On November 6, 2014, Price signed with the Indiana Pacers to help the team deal with numerous injuries. Indiana had to use an NBA hardship exemption in order to sign him as he made their roster stand at 16, one over the allowed limited of 15. On November 28, 2014, he was waived by the Pacers. Two days later, he was claimed off waivers by the Cavaliers. On January 7, 2015, he was waived again by Cavaliers. On March 21, he signed a 10-day contract with the Phoenix Suns and made his debut for the team later that night, recording 2 points, 1 rebound and 1 assist in a 117–102 win over the Houston Rockets. He was not retained by the Suns following the expiration of his 10-day contract on March 31.

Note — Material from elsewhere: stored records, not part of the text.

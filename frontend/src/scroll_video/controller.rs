//! Binds a [`Scrubber`] to the page: media events, the readiness loop and the
//! throttled scroll listener.

use std::cell::RefCell;
use std::rc::{Rc, Weak};

use gloo_timers::future::TimeoutFuture;
use wasm_bindgen_futures::spawn_local;
use web_sys::{HtmlElement, HtmlVideoElement};

use crate::config::ScrollVideoConfig;
use crate::utils::dom::{self, DomListener};

use super::media::VideoElement;
use super::progress::SectionGeometry;
use super::readiness::{Phase, ReadinessSignal, Transition};
use super::scene::DomScene;
use super::scrubber::Scrubber;
use super::throttle::{Admit, FrameThrottle};

/// Element handles the controller needs. The indicator is optional.
pub struct ScrollVideoElements {
    pub section: HtmlElement,
    pub container: HtmlElement,
    pub video: HtmlVideoElement,
    pub indicator: Option<HtmlElement>,
}

struct Shared {
    scrubber: Scrubber<VideoElement, DomScene>,
    section: HtmlElement,
    throttle: FrameThrottle,
    media_listeners: Vec<DomListener>,
    window_listeners: Vec<DomListener>,
}

type SharedRef = Rc<RefCell<Shared>>;

/// Owns everything registered for the hero video. Dropping it detaches all
/// listeners and ends the readiness loop.
pub struct ScrollVideoController {
    shared: SharedRef,
}

impl ScrollVideoController {
    pub fn attach(elements: ScrollVideoElements, config: ScrollVideoConfig) -> Self {
        let ScrollVideoElements {
            section,
            container,
            video,
            indicator,
        } = elements;
        let video_el: &HtmlElement = video.as_ref();
        let scene = DomScene::new(section.clone(), container, video_el.clone(), indicator);
        let scrubber = Scrubber::new(VideoElement::new(video.clone()), scene, &config);
        let shared = Rc::new(RefCell::new(Shared {
            scrubber,
            section,
            throttle: FrameThrottle::new(config.throttle_ms),
            media_listeners: Vec::new(),
            window_listeners: Vec::new(),
        }));

        let listeners = media_listeners(&video, Rc::downgrade(&shared));
        shared.borrow_mut().media_listeners = listeners;

        let transition = shared.borrow_mut().scrubber.start(dom::now_ms());
        on_transition(&shared, transition);
        if shared.borrow().scrubber.is_settled() {
            return Self { shared };
        }

        // Cached videos may already be past metadata by the time we attach.
        let transition = shared.borrow_mut().scrubber.tick(dom::now_ms());
        on_transition(&shared, transition);
        if !shared.borrow().scrubber.is_settled() {
            spawn_readiness_loop(Rc::downgrade(&shared), config.poll_interval_ms);
        }

        Self { shared }
    }

    pub fn phase(&self) -> Phase {
        self.shared.borrow().scrubber.phase()
    }
}

fn media_listeners(video: &HtmlVideoElement, weak: Weak<RefCell<Shared>>) -> Vec<DomListener> {
    let mut listeners = Vec::new();
    for signal in ReadinessSignal::ALL {
        let weak = weak.clone();
        let listener = DomListener::new(video, signal.event_name(), move |_| {
            let Some(shared) = weak.upgrade() else {
                return;
            };
            let transition = shared.borrow_mut().scrubber.on_signal(signal, dom::now_ms());
            on_transition(&shared, transition);
        });
        match listener {
            Ok(listener) => listeners.push(listener),
            Err(e) => log::warn!("Failed to listen for {}: {:?}", signal.event_name(), e),
        }
    }

    // `<source>` failures fire at the child and don't bubble.
    let error_listener = DomListener::capture(video, "error", move |event| {
        let Some(shared) = weak.upgrade() else {
            return;
        };
        let error = shared.borrow().scrubber.media().error_for_event(&event);
        let Some(error) = error else {
            log::debug!("Video source failed, trying the next one");
            return;
        };
        log::error!("Video loading error: {}", error);
        let transition = shared.borrow_mut().scrubber.on_error(error, dom::now_ms());
        on_transition(&shared, transition);
    });
    match error_listener {
        Ok(listener) => listeners.push(listener),
        Err(e) => log::warn!("Failed to listen for video errors: {:?}", e),
    }
    listeners
}

/// Poll + deadline as a single task. Ends when the detector settles or the
/// controller goes away.
fn spawn_readiness_loop(weak: Weak<RefCell<Shared>>, interval_ms: u32) {
    spawn_local(async move {
        loop {
            TimeoutFuture::new(interval_ms).await;
            let Some(shared) = weak.upgrade() else {
                break;
            };
            let transition = shared.borrow_mut().scrubber.tick(dom::now_ms());
            on_transition(&shared, transition);
            if shared.borrow().scrubber.is_settled() {
                log::debug!(
                    "Readiness loop done after {} polls",
                    shared.borrow().scrubber.detector().polls()
                );
                break;
            }
        }
    });
}

fn on_transition(shared: &SharedRef, transition: Transition) {
    if transition.settles() {
        release_media_listeners(shared);
    }
    if let Transition::Ready { .. } = transition {
        start_scroll_pipeline(shared);
    }
}

/// Media events carry nothing once loading has settled. This may run inside
/// one of those listeners, so the drop waits for the current callback to return.
fn release_media_listeners(shared: &SharedRef) {
    let listeners = std::mem::take(&mut shared.borrow_mut().media_listeners);
    if !listeners.is_empty() {
        spawn_local(async move { drop(listeners) });
    }
}

fn start_scroll_pipeline(shared: &SharedRef) {
    let Some(window) = web_sys::window() else {
        return;
    };
    let mut listeners = Vec::new();
    for event in ["scroll", "resize"] {
        let weak = Rc::downgrade(shared);
        match DomListener::passive(&window, event, move |_| on_scroll_event(&weak)) {
            Ok(listener) => listeners.push(listener),
            Err(e) => log::warn!("Failed to listen for {}: {:?}", event, e),
        }
    }
    shared.borrow_mut().window_listeners = listeners;
    apply_frame(shared);
}

fn on_scroll_event(weak: &Weak<RefCell<Shared>>) {
    let Some(shared) = weak.upgrade() else {
        return;
    };
    let admit = shared.borrow_mut().throttle.admit(dom::now_ms());
    match admit {
        Admit::Run => apply_frame(&shared),
        Admit::Trailing { wait_ms } => {
            let weak = weak.clone();
            spawn_local(async move {
                TimeoutFuture::new(wait_ms.ceil() as u32).await;
                if let Some(shared) = weak.upgrade() {
                    shared.borrow_mut().throttle.trailing_ran(dom::now_ms());
                    apply_frame(&shared);
                }
            });
        }
        Admit::Drop => {}
    }
}

fn apply_frame(shared: &SharedRef) {
    let scroll_y = dom::scroll_y();
    let mut shared = shared.borrow_mut();
    // Layout is re-read every frame; a resize can move or stretch the section.
    let geometry = SectionGeometry {
        top: f64::from(shared.section.offset_top()),
        height: f64::from(shared.section.offset_height()),
        viewport_height: dom::viewport_height(),
    };
    shared.scrubber.on_scroll(scroll_y, geometry);
}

In September 2015, Price signed with the Shanghai Sharks of the Chinese Basketball Association. He then spent the 2016–17 season with the Shandong Golden Stars.

==NBA career statistics==

===Regular season===

| Year | Team | GP | GS | MPG | FG% | 3P% | FT% | RPG | APG | SPG | BPG | PPG |
|---|---|---|---|---|---|---|---|---|---|---|---|---|
| 2009–10 | Indiana | 56 | 2 | 15.4 | .410 | .345 | .800 | 1.6 | 1.9 | .6 | .1 | 7.3 |
| 2010–11 | Indiana | 50 | 0 | 15.9 | .356 | .275 | .667 | 1.4 | 2.2 | .6 | .0 | 6.5 |
| 2011–12 | Indiana | 44 | 1 | 12.9 | .339 | .295 | .800 | 1.4 | 2.0 | .5 | .0 | 3.9 |
| 2012–13 | Washington | 57 | 22 | 22.4 | .390 | .350 | .790 | 2.0 | 3.6 | .6 | .1 | 7.7 |
| 2013–14 | Minnesota | 28 | 0 | 3.5 | .413 | .273 | .000 | .4 | .5 | .0 | .0 | 1.6 |
| 2014–15 | Indiana | 10 | 0 | 19.3 | .438 | .385 | .667 | 1.4 | 2.7 | .4 | .0 | 10.5 |
| 2014–15 | Cleveland | 11 | 0 | 7.9 | .265 | .000 | .667 | 1.4 | 1.2 | .3 | .0 | 2.0 |
| 2014–15 | Phoenix | 5 | 0 | 8.8 | .214 | .000 | .000 | .6 | 1.2 | .0 | .0 | 1.2 |
| Career |  | 261 | 25 | 15.1 | .380 | .316 | .742 | 1.4 | 2.2 | .5 | .0 | 5.8 |

===Playoffs===

| Year | Team | GP | GS | MPG | FG% | 3P% | FT% | RPG | APG | SPG | BPG | PPG |
|---|---|---|---|---|---|---|---|---|---|---|---|---|
| 2011 | Indiana | 5 | 0 | 16.0 | .371 | .438 | .900 | 1.4 | 1.2 | .6 | .0 | 8.4 |
| 2012 | Indiana | 4 | 0 | 1.8 | .500 | .000 | .000 | .5 | .3 | .0 | .0 | .5 |
| Career |  | 9 | 0 | 9.6 | .378 | .438 | .900 | 1.0 | .8 | .3 | .0 | 4.9 |

==Personal life==
Price is the older of two children born to Tony and Inga Price. His younger sister's name is Raven. His father Tony was a standout basketball performer at the University of Pennsylvania, helping the team advance to the 1979 NCAA Men's Division I Basketball Tournament and eventually into the Final Four. Tony was the top scorer of the tournament with 142 points and earned a spot on the 1979 East Regional All-Tournament Team.